Proposed Rule: Transparency in Coverage
The Proposed Rule was issued by the Departments of Health and Human Services, Labor and Treasury on November 15, 2019. The purpose of the Proposed Rate is to bring greater transparency across the health care industry and allow for comparison shopping.
The Proposed Rule would require:
- Each “non-grandfathered group health plan”— grandfathered health plans are those in existence as of March 23, 2010, when the Affordable Care Act was adopted, so long as they maintain their status as grandfathered health plans—or health insurance offering non-grandfathered health insurance coverage in individual and group markets to make available to participants, beneficiaries, and enrollees personalized out-of-pocket cost information for all covered health care items and services through an internet-based self-service tool, and, if requested, in paper form.
- Each non-grandfathered group health plan or health insurance issuer offering non-grandfathered health coverage in the individual and/or group markets would be required to make available to the public, including consumers, researchers, employers, and others, the in-network negotiated rates with their network providers and historical payments of allowed amounts to out-of-network providers through standardized, regularly updated machine readable files.
- The Proposed Rule would allow issuers that incentivize consumers through introduction of plans that include provisions that encourage consumers to shop for services from lower-cost, high-value providers and that share resulting savings with consumers to take credit for such “shared savings” in their medical loss ratio (“MLR”) calculations.
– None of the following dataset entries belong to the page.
//! Runtime core: flavour runners and their coordinator.
//!
//! The public API of this module is the [`MetaRunner`] plus the
//! [`FlavourRunner`] implementations it drives, which can also be used on
//! their own.
//!
//! Internal modules:
//! - [`runner`]: the runner contract and single-execution helpers (classify, publish);
//! - [`threaded`]: OS thread per payload, supervision loop on the caller;
//! - [`cooperative`]: one driver future on a single-threaded scheduler;
//! - [`meta`]: lazy runner registry, first-anomaly-wins coordination;
//! - [`config`], [`flavour`], [`state`]: shared vocabulary.

mod builder;
mod config;
mod cooperative;
mod flavour;
mod meta;
mod runner;
mod state;
mod threaded;

pub use builder::MetaRunnerBuilder;
pub use config::RunnerConfig;
pub use cooperative::{
    CooperativeRunner, LocalPoolRunner, LocalPoolScheduler, Scheduler, TokioRunner, TokioScheduler,
};
pub use flavour::Flavour;
pub use meta::MetaRunner;
pub use runner::{FlavourRunner, RunPayload};
pub use state::RunnerState;
pub use threaded::ThreadRunner;

pub(crate) use runner::panic_message;
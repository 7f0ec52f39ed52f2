//! Runtime events: types and publishing bus.
//!
//! This module groups the event **data model** and the **bus** used to
//! publish runtime events emitted by the flavour runners and the meta runner.
//!
//! ## Contents
//! - [`EventKind`], [`Event`] event classification and metadata
//! - [`Bus`] publishing handle feeding the [`SubscriberSet`](crate::SubscriberSet)
//!
//! ## Quick reference
//! - **Publishers**: `ThreadRunner`, `CooperativeRunner`, `MetaRunner`,
//!   `SubscriberSet` workers (overflow/panic).
//! - **Consumers**: user [`Subscribe`](crate::Subscribe) implementations.

mod bus;
mod event;

pub use bus::Bus;
pub use event::{Event, EventKind};
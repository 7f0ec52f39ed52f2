//! # Built-in subscribers
//!
//! - [`LogWriter`]: renders events through `tracing` (requires the `logging` feature).

#[cfg(feature = "logging")]
mod log;

#[cfg(feature = "logging")]
pub use log::LogWriter;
Such issuers would not be required to pay MLR rebates that would provide a benefit to consumers that is currently captured in any existing MLR revenue or expense categories.
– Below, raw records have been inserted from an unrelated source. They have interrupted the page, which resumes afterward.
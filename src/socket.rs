// SPDX-License-Identifier: AGPL-3.0-or-later
// Copyright (C) 2012-2025 Andrei Maltsev

//! Datagram socket primitives (spec §4.2), grounded on the
//! `libcyphal::network::ip::Socket` contract (`network/ip/socket.hpp`) and
//! built the way the teacher crate layers async I/O over a non-blocking
//! handle in `client/common.rs::io_with_timeout`.
//!
//! A [`CyphalSocket`] owns exactly one `tokio::net::UdpSocket`, built through
//! `socket2` so the transport can set the options the kernel does not expose
//! through `tokio::net` directly (multicast egress interface, SO_REUSEPORT,
//! TTL).

use std::{
    net::{Ipv4Addr, SocketAddr, SocketAddrV4},
    sync::atomic::{AtomicBool, Ordering},
};

use socket2::{Domain, Protocol, Socket as Socket2, Type};
use tracing::{debug, trace, warn};

use crate::{
    address::{CYPHAL_UDP_PORT, MULTICAST_TTL},
    error::{TransportError, TransportResult},
};

/// A single UDP datagram socket bound to one local interface.
#[derive(Debug)]
pub struct CyphalSocket {
    inner: tokio::net::UdpSocket,
    local_addr: SocketAddrV4,
    closed: AtomicBool,
}

impl CyphalSocket {
    /// Builds and binds an **output** socket: bound to an ephemeral port on
    /// `local_addr`, egress interface pinned to `local_addr`, TTL 16,
    /// connected to `(remote_group, CYPHAL_UDP_PORT)`.
    pub fn bind_output(
        local_addr: Ipv4Addr,
        remote_group: Ipv4Addr,
    ) -> TransportResult<Self> {
        let socket = new_udp_socket2()?;
        socket
            .bind(&SocketAddrV4::new(local_addr, 0).into())
            .map_err(TransportError::from_bind_io)?;
        socket
            .set_multicast_if_v4(&local_addr)
            .map_err(TransportError::from_bind_io)?;
        socket
            .set_multicast_ttl_v4(MULTICAST_TTL)
            .map_err(TransportError::from_bind_io)?;
        socket
            .connect(&SocketAddrV4::new(remote_group, CYPHAL_UDP_PORT).into())
            .map_err(TransportError::from_connect_io)?;

        let local = socket_local_v4(&socket)?;
        debug!(?local, ?remote_group, "bound output socket");
        Self::from_socket2(socket, local)
    }

    /// Builds an **input** socket joined to `group` on `local_addr`. On
    /// Unix, binds to the multicast group address with SO_REUSEADDR /
    /// SO_REUSEPORT set beforehand so multiple Cyphal nodes can coexist on
    /// one host; on non-Unix targets binds to ANY with the fixed port
    /// instead, matching the platform split in spec §4.2.
    pub fn bind_input(local_addr: Ipv4Addr, group: Ipv4Addr) -> TransportResult<Self> {
        let socket = new_udp_socket2()?;
        socket
            .set_reuse_address(true)
            .map_err(TransportError::from_bind_io)?;
        #[cfg(unix)]
        socket
            .set_reuse_port(true)
            .map_err(TransportError::from_bind_io)?;

        let bind_addr = if cfg!(unix) {
            SocketAddrV4::new(group, CYPHAL_UDP_PORT)
        } else {
            SocketAddrV4::new(Ipv4Addr::UNSPECIFIED, CYPHAL_UDP_PORT)
        };
        socket
            .bind(&bind_addr.into())
            .map_err(TransportError::from_bind_io)?;
        socket
            .join_multicast_v4(&group, &local_addr)
            .map_err(TransportError::from_bind_io)?;

        debug!(?local_addr, ?group, "bound input socket");
        Self::from_socket2(socket, SocketAddrV4::new(local_addr, CYPHAL_UDP_PORT))
    }

    fn from_socket2(socket: Socket2, local_addr: SocketAddrV4) -> TransportResult<Self> {
        socket
            .set_nonblocking(true)
            .map_err(TransportError::from_syscall_io)?;
        let std_socket: std::net::UdpSocket = socket.into();
        let inner = tokio::net::UdpSocket::from_std(std_socket)
            .map_err(TransportError::from_syscall_io)?;
        Ok(Self {
            inner,
            local_addr,
            closed: AtomicBool::new(false),
        })
    }

    pub fn local_addr(&self) -> SocketAddrV4 {
        self.local_addr
    }

    fn check_open(&self) -> TransportResult<()> {
        if self.closed.load(Ordering::Acquire) {
            Err(TransportError::ResourceClosedError)
        } else {
            Ok(())
        }
    }

    /// Non-blocking send on a connected (output) socket.
    pub fn try_send(&self, bytes: &[u8]) -> TransportResult<bool> {
        self.check_open()?;
        match self.inner.try_send(bytes) {
            Ok(_) => Ok(true),
            Err(e) if e.kind() == std::io::ErrorKind::WouldBlock => Ok(false),
            Err(e) => Err(TransportError::from_syscall_io(e)),
        }
    }

    /// Non-blocking receive, returning `None` on EAGAIN/EWOULDBLOCK.
    pub fn try_receive_from(
        &self,
        buf: &mut [u8],
    ) -> TransportResult<Option<(usize, SocketAddr)>> {
        self.check_open()?;
        match self.inner.try_recv_from(buf) {
            Ok((n, addr)) => {
                trace!(bytes = n, from = %addr, "received datagram");
                Ok(Some((n, addr)))
            },
            Err(e) if e.kind() == std::io::ErrorKind::WouldBlock => Ok(None),
            Err(e) => Err(TransportError::from_syscall_io(e)),
        }
    }

    /// Suspends until either the write half is ready or the deadline
    /// elapses. The only suspension points in the transport live here and
    /// in [`crate::poller::ReadinessPoller::poll`] (spec §5).
    pub async fn writable(&self) -> TransportResult<()> {
        self.check_open()?;
        self.inner
            .writable()
            .await
            .map_err(TransportError::from_syscall_io)
    }

    pub async fn readable(&self) -> TransportResult<()> {
        self.check_open()?;
        self.inner
            .readable()
            .await
            .map_err(TransportError::from_syscall_io)
    }

    /// Idempotent close: the first call marks the socket closed; subsequent
    /// calls are no-ops (spec §4.2).
    pub fn close(&self) {
        if !self.closed.swap(true, Ordering::AcqRel) {
            warn!(local = %self.local_addr, "closing socket");
        }
    }

    pub fn is_closed(&self) -> bool {
        self.closed.load(Ordering::Acquire)
    }
}

fn new_udp_socket2() -> TransportResult<Socket2> {
    Socket2::new(Domain::IPV4, Type::DGRAM, Some(Protocol::UDP))
        .map_err(TransportError::from_syscall_io)
}

fn socket_local_v4(socket: &Socket2) -> TransportResult<SocketAddrV4> {
    match socket.local_addr().map_err(TransportError::from_syscall_io)?.as_socket() {
        Some(SocketAddr::V4(v4)) => Ok(v4),
        _ => Err(TransportError::InvalidStateError(
            "socket bound to a non-IPv4 address".into(),
        )),
    }
}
The Proposed Rule solicits comments on:
- Whether group health plans and health insurance issuers should be required to make available through a standards-based application programming interface the cost-sharing information.
- How health care quality information can be incorporated into the price transparency proposals.
Comments are due by 5:00 p.m. on January 14, 2020. It is proposed that the rule would become applicable for plan years beginning one year after finalization of the rule, except for the MLR provision, which would become applicable beginning with the 2020 MLR reporting year.
Takeaways—It is clear that the government believes that price transparency is an important step in its efforts to influence health care costs. The hospital industry contends there are serious issues associated with such transparency but is facing a final rule that requires it. Health plans are now facing a similar challenge with a proposed rule seeking stakeholder comments in short order.